After defeating the Man in Black and carrying out Bernard's wish to upload Dolores into the Sublime, Charlotte Hale no longer serves a function. Her world destroyed and her story over, Hale strips down to her skeleton, sits by a river, and crushes her own pearl. Far more than just the destruction of Hale alone, this moment symbolizes the downfall of the entire host race. When Robert Ford and Arnold first brought hosts into existence, they were naked, mechanical robots that looked exactly like Hale sitting by the river outside Hoover Dam. Westworld creates a "full circle" moment here. Hale crushing her pearl represents how hosts brought about their own demise, and returning to the classic metal chassis for this seismic moment is a poetic way to reference the genesis of hosts during their extinction.
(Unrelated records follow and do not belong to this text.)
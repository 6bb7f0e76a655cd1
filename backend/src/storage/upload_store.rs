use std::fs;
use std::path::{Path, PathBuf};

use unicode_normalization::UnicodeNormalization;

use crate::config::RetentionPolicy;

const RESERVED_DEVICE_NAMES: [&str; 22] = [
    "CON", "PRN", "AUX", "NUL", "COM1", "COM2", "COM3", "COM4", "COM5", "COM6", "COM7", "COM8",
    "COM9", "LPT1", "LPT2", "LPT3", "LPT4", "LPT5", "LPT6", "LPT7", "LPT8", "LPT9",
];

#[derive(Debug, thiserror::Error)]
pub enum StorageError {
    #[error("Filename is empty after sanitization")]
    EmptyFilename,
    #[error("I/O error: {0}")]
    Io(#[from] std::io::Error),
}

/// An upload after it has been written to disk.
#[derive(Debug, Clone, PartialEq)]
pub struct StoredUpload {
    pub original_name: String,
    pub file_name: String,
    pub path: PathBuf,
}

#[derive(Clone, Debug)]
pub struct UploadStore {
    upload_dir: PathBuf,
    retention: RetentionPolicy,
}

impl UploadStore {
    pub fn new(upload_dir: impl Into<PathBuf>) -> Self {
        Self {
            upload_dir: upload_dir.into(),
            retention: RetentionPolicy::Keep,
        }
    }

    pub fn with_retention(mut self, retention: RetentionPolicy) -> Self {
        self.retention = retention;
        self
    }

    /// Creates the upload directory (and parents) if it does not exist yet.
    pub fn ensure_dir(&self) -> Result<(), StorageError> {
        fs::create_dir_all(&self.upload_dir)?;
        Ok(())
    }

    pub fn upload_dir(&self) -> &Path {
        &self.upload_dir
    }

    /// Compatibility-decomposes the name so accented letters keep their ASCII base,
    /// then keeps only `[A-Za-z0-9_.-]`. Device names are only special on Windows.
    pub fn sanitize_filename(file_name: &str) -> String {
        let ascii: String = file_name
            .nfkd()
            .filter(char::is_ascii)
            .map(|c| if c == '/' || c == '\\' { ' ' } else { c })
            .collect();

        let joined = ascii.split_whitespace().collect::<Vec<_>>().join("_");
        let filtered: String = joined
            .chars()
            .filter(|c| c.is_ascii_alphanumeric() || matches!(c, '_' | '.' | '-'))
            .collect();
        let trimmed = filtered.trim_matches(|c| c == '.' || c == '_');

        let stem = trimmed.split('.').next().unwrap_or_default();
        if cfg!(windows)
            && !trimmed.is_empty()
            && RESERVED_DEVICE_NAMES.contains(&stem.to_ascii_uppercase().as_str())
        {
            return format!("_{}", trimmed);
        }
        trimmed.to_string()
    }

    /// Writes `data` under the sanitized name, replacing whatever was there.
    pub fn save(&self, original_name: &str, data: &[u8]) -> Result<StoredUpload, StorageError> {
        let file_name = Self::sanitize_filename(original_name);
        if file_name.is_empty() {
            return Err(StorageError::EmptyFilename);
        }

        let path = self.upload_dir.join(&file_name);
        fs::write(&path, data)?;
        log::info!("File saved at: {}", path.display());

        Ok(StoredUpload {
            original_name: original_name.to_string(),
            file_name,
            path,
        })
    }

    pub fn remove(&self, upload: &StoredUpload) -> Result<(), StorageError> {
        fs::remove_file(&upload.path)?;
        log::info!("Removed upload {}", upload.path.display());
        Ok(())
    }

    /// Called once a prediction has finished with the file. Under `Keep` this is a no-op.
    pub fn release(&self, upload: &StoredUpload) {
        if self.retention == RetentionPolicy::Delete {
            if let Err(e) = self.remove(upload) {
                log::warn!("Failed to remove upload {}: {}", upload.path.display(), e);
            }
        }
    }

    /// Maps a request path segment to a file inside the upload directory.
    /// Names that could escape the directory resolve to `None`.
    pub fn resolve(&self, file_name: &str) -> Option<PathBuf> {
        if file_name.is_empty()
            || file_name == "."
            || file_name == ".."
            || file_name.contains(['/', '\\', '\0'])
        {
            return None;
        }
        Some(self.upload_dir.join(file_name))
    }
}
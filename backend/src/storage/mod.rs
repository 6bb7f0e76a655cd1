pub mod upload_store;

pub use upload_store::{StorageError, StoredUpload, UploadStore};
mod config;
mod error;
mod inference;
mod routes;
mod storage;
mod views;

use actix_web::{middleware, web, App, HttpServer};
use config::AppConfig;
use inference::Model;
use routes::configure_routes;
use std::env;
use storage::UploadStore;

fn startup_error(context: &str, err: impl std::fmt::Display) -> std::io::Error {
    log::error!("{}: {}", context, err);
    std::io::Error::other(format!("{}: {}", context, err))
}

#[actix_web::main]
async fn main() -> std::io::Result<()> {
    dotenv::dotenv().ok();
    env_logger::init_from_env(env_logger::Env::new().default_filter_or("info"));

    if let Ok(current_dir) = env::current_dir() {
        log::info!("Current working directory: {}", current_dir.display());
    } else {
        log::error!("Failed to get the current working directory.");
    }

    let config = AppConfig::from_env().map_err(|e| startup_error("Invalid configuration", e))?;
    log::info!(
        "Model: {}, uploads: {} (retention: {})",
        config.model_path.display(),
        config.upload_dir.display(),
        config.retention
    );

    let metadata = config
        .load_metadata()
        .map_err(|e| startup_error("Failed to load model metadata", e))?;
    let model = Model::load(&config.model_path, metadata)
        .map_err(|e| startup_error("Model loading failed", e))?;
    log::info!("Model loaded. Start serving...");

    let store = UploadStore::new(&config.upload_dir).with_retention(config.retention);
    store
        .ensure_dir()
        .map_err(|e| startup_error("Failed to create upload directory", e))?;
    log::info!("Upload directory ready: {}", store.upload_dir().display());

    let model = web::Data::new(model);
    let store = web::Data::new(store);

    let bind_address = config.bind_address();
    log::info!("Starting server on {}", bind_address);

    HttpServer::new(move || {
        App::new()
            .wrap(middleware::Logger::default())
            .app_data(model.clone())
            .app_data(store.clone())
            .configure(configure_routes)
    })
    .bind(&bind_address)?
    .run()
    .await
}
Westworld is maybe guilty of prioritizing emotion over logic in Charlotte Hale's final moments. Tessa Thompson's character removes her own pearl, but is able to break it in her hand despite the sphere no longer being plugged into a physical body. From everything Westworld has shown of host physiology thus far, pearl removal should instantly take the host offline. Perhaps Hale programmed the bodily movements before plucking the little ball from her skull, or maybe there's a short-term memory bank separate from the main control unit. However Westworld season 4 fudges the science, the importance of a mechanical host body crushing their pearl as a closing image cannot be overstated.